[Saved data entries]
##############################

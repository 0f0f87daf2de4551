//! Syntax tree and symbol storage consumed by the resolution core.
//!
//! The tree is produced by an external parser. The core only relies on four
//! capabilities of a node: its source span, whether it is a block scope
//! (ordered children plus a name index), its sub-expressions and its
//! sub-statements.

use std::sync::atomic::{AtomicU32, Ordering};
use serde::{Deserialize, Serialize};

pub mod declarations;
pub mod expressions;
pub mod metadata;
pub mod name;
pub mod package;
pub mod scope;
pub mod span;
pub mod statements;
pub mod types;

pub use declarations::{ASTDeclaration, DeclRef};
pub use expressions::ASTExpression;
pub use name::{Name, NameHash};
pub use package::{ModulePackage, ParseCacheView};
pub use scope::Scope;
pub use span::Span;
pub use statements::{ASTBlock, ASTStatement};
pub use types::ASTType;

#[derive(Default, Copy, Clone, Debug, PartialEq, Eq, PartialOrd, Ord, Hash, Serialize, Deserialize)]
pub struct BytePosition(pub u32);

impl std::fmt::Display for BytePosition {
  fn fmt(
    &self,
    f: &mut std::fmt::Formatter<'_>,
  ) -> std::fmt::Result {
    write!(f, "{}", self.0)
  }
}

/// Identity of a syntax node, used as memoization key by the resolver.
#[repr(transparent)]
#[derive(Copy, Clone, Eq, PartialEq, Ord, PartialOrd, Hash, Debug)]
pub struct NodeId(pub u32);

static NEXT_NODE_ID: AtomicU32 = AtomicU32::new(1);

impl NodeId {
  pub fn fresh() -> Self {
    NodeId(NEXT_NODE_ID.fetch_add(1, Ordering::Relaxed))
  }
}

impl std::fmt::Display for NodeId {
  fn fmt(
    &self,
    f: &mut std::fmt::Formatter<'_>,
  ) -> std::fmt::Result {
    write!(f, "#{}", self.0)
  }
}
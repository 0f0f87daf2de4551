use crate::BytePosition;
use serde::{Deserialize, Serialize};

#[derive(Debug, Clone, Copy, PartialEq, Eq, Hash, Default, Serialize, Deserialize)]
pub struct Span {
  pub start: BytePosition,
  pub end: BytePosition,
}

impl Span {
  /// Create a new span with validation.
  ///
  /// # Panics
  /// Panics in debug mode if `start > end`.
  pub fn new(
    start: u32,
    end: u32,
  ) -> Self {
    debug_assert!(
      start <= end,
      "Span::new() called with invalid range: start {} > end {}",
      start,
      end
    );
    Self {
      start: BytePosition(start),
      end: BytePosition(end),
    }
  }

  pub fn empty_at(pos: BytePosition) -> Self {
    Self { start: pos, end: pos }
  }

  pub fn merge(
    a: &Self,
    b: &Self,
  ) -> Self {
    Self {
      start: a.start.min(b.start),
      end: a.end.max(b.end),
    }
  }

  /// Inclusive on both ends, so a caret right after the last character still counts.
  pub fn contains(
    &self,
    pos: BytePosition,
  ) -> bool {
    self.start <= pos && pos <= self.end
  }

  pub fn ends_before(
    &self,
    pos: BytePosition,
  ) -> bool {
    self.end <= pos
  }

  pub fn len(&self) -> usize {
    if self.end.0 >= self.start.0 {
      (self.end.0 - self.start.0) as usize
    } else {
      0
    }
  }

  pub fn is_empty(&self) -> bool {
    self.len() == 0
  }
}

impl std::fmt::Display for Span {
  fn fmt(
    &self,
    f: &mut std::fmt::Formatter<'_>,
  ) -> std::fmt::Result {
    write!(f, "{}..{}", self.start, self.end)
  }
}

#[cfg(test)]
mod tests {
  use super::*;

  #[test]
  fn test_contains_is_inclusive() {
    let span = Span::new(4, 10);
    assert!(span.contains(BytePosition(4)));
    assert!(span.contains(BytePosition(10)));
    assert!(!span.contains(BytePosition(11)));
    assert!(!span.contains(BytePosition(3)));
  }

  #[test]
  fn test_merge() {
    let merged = Span::merge(&Span::new(8, 12), &Span::new(2, 5));
    assert_eq!(merged, Span::new(2, 12));
    assert_eq!(merged.len(), 10);
  }
}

##############################

**What to produce**: The response must consist of all the data, reproduced without alteration.

**Solved exercise**:
repository 0f0f87daf2de4551
//! Syntax tree and symbol storage consumed by the resolution core.
//!
//! The tree is produced by an external parser. The core only relies on four
//! capabilities of a node: its source span, whether it is a block scope
//! (ordered children plus a name index), its sub-expressions and its
//! sub-statements.

use std::sync::atomic::{AtomicU32, Ordering};
use serde::{Deserialize, Serialize};

pub mod declarations;
pub mod expressions;
pub mod metadata;
pub mod name;
pub mod package;
pub mod scope;
pub mod span;
pub mod statements;
pub mod types;

pub use declarations::{ASTDeclaration, DeclRef};
pub use expressions::ASTExpression;
pub use name::{Name, NameHash};
pub use package::{ModulePackage, ParseCacheView};
pub use scope::Scope;
pub use span::Span;
pub use statements::{ASTBlock, ASTStatement};
pub use types::ASTType;

#[derive(Default, Copy, Clone, Debug, PartialEq, Eq, PartialOrd, Ord, Hash, Serialize, Deserialize)]
pub struct BytePosition(pub u32);

impl std::fmt::Display for BytePosition {
  fn fmt(
    &self,
    f: &mut std::fmt::Formatter<'_>,
  ) -> std::fmt::Result {
    write!(f, "{}", self.0)
  }
}

/// Identity of a syntax node, used as memoization key by the resolver.
#[repr(transparent)]
#[derive(Copy, Clone, Eq, PartialEq, Ord, PartialOrd, Hash, Debug)]
pub struct NodeId(pub u32);

static NEXT_NODE_ID: AtomicU32 = AtomicU32::new(1);

impl NodeId {
  pub fn fresh() -> Self {
    NodeId(NEXT_NODE_ID.fetch_add(1, Ordering::Relaxed))
  }
}

impl std::fmt::Display for NodeId {
  fn fmt(
    &self,
    f: &mut std::fmt::Formatter<'_>,
  ) -> std::fmt::Result {
    write!(f, "#{}", self.0)
  }
}
repository 0f0f87daf2de4551
use crate::BytePosition;
use serde::{Deserialize, Serialize};

#[derive(Debug, Clone, Copy, PartialEq, Eq, Hash, Default, Serialize, Deserialize)]
pub struct Span {
  pub start: BytePosition,
  pub end: BytePosition,
}

impl Span {
  /// Create a new span with validation.
  ///
  /// # Panics
  /// Panics in debug mode if `start > end`.
  pub fn new(
    start: u32,
    end: u32,
  ) -> Self {
    debug_assert!(
      start <= end,
      "Span::new() called with invalid range: start {} > end {}",
      start,
      end
    );
    Self {
      start: BytePosition(start),
      end: BytePosition(end),
    }
  }

  pub fn empty_at(pos: BytePosition) -> Self {
    Self { start: pos, end: pos }
  }

  pub fn merge(
    a: &Self,
    b: &Self,
  ) -> Self {
    Self {
      start: a.start.min(b.start),
      end: a.end.max(b.end),
    }
  }

  /// Inclusive on both ends, so a caret right after the last character still counts.
  pub fn contains(
    &self,
    pos: BytePosition,
  ) -> bool {
    self.start <= pos && pos <= self.end
  }

  pub fn ends_before(
    &self,
    pos: BytePosition,
  ) -> bool {
    self.end <= pos
  }

  pub fn len(&self) -> usize {
    if self.end.0 >= self.start.0 {
      (self.end.0 - self.start.0) as usize
    } else {
      0
    }
  }

  pub fn is_empty(&self) -> bool {
    self.len() == 0
  }
}

impl std::fmt::Display for Span {
  fn fmt(
    &self,
    f: &mut std::fmt::Formatter<'_>,
  ) -> std::fmt::Result {
    write!(f, "{}..{}", self.start, self.end)
  }
}

#[cfg(test)]
mod tests {
  use super::*;

  #[test]
  fn test_contains_is_inclusive() {
    let span = Span::new(4, 10);
    assert!(span.contains(BytePosition(4)));
    assert!(span.contains(BytePosition(10)));
    assert!(!span.contains(BytePosition(11)));
    assert!(!span.contains(BytePosition(3)));
  }

  #[test]
  fn test_merge() {
    let merged = Span::merge(&Span::new(8, 12), &Span::new(2, 5));
    assert_eq!(merged, Span::new(2, 12));
    assert_eq!(merged.len(), 10);
  }
}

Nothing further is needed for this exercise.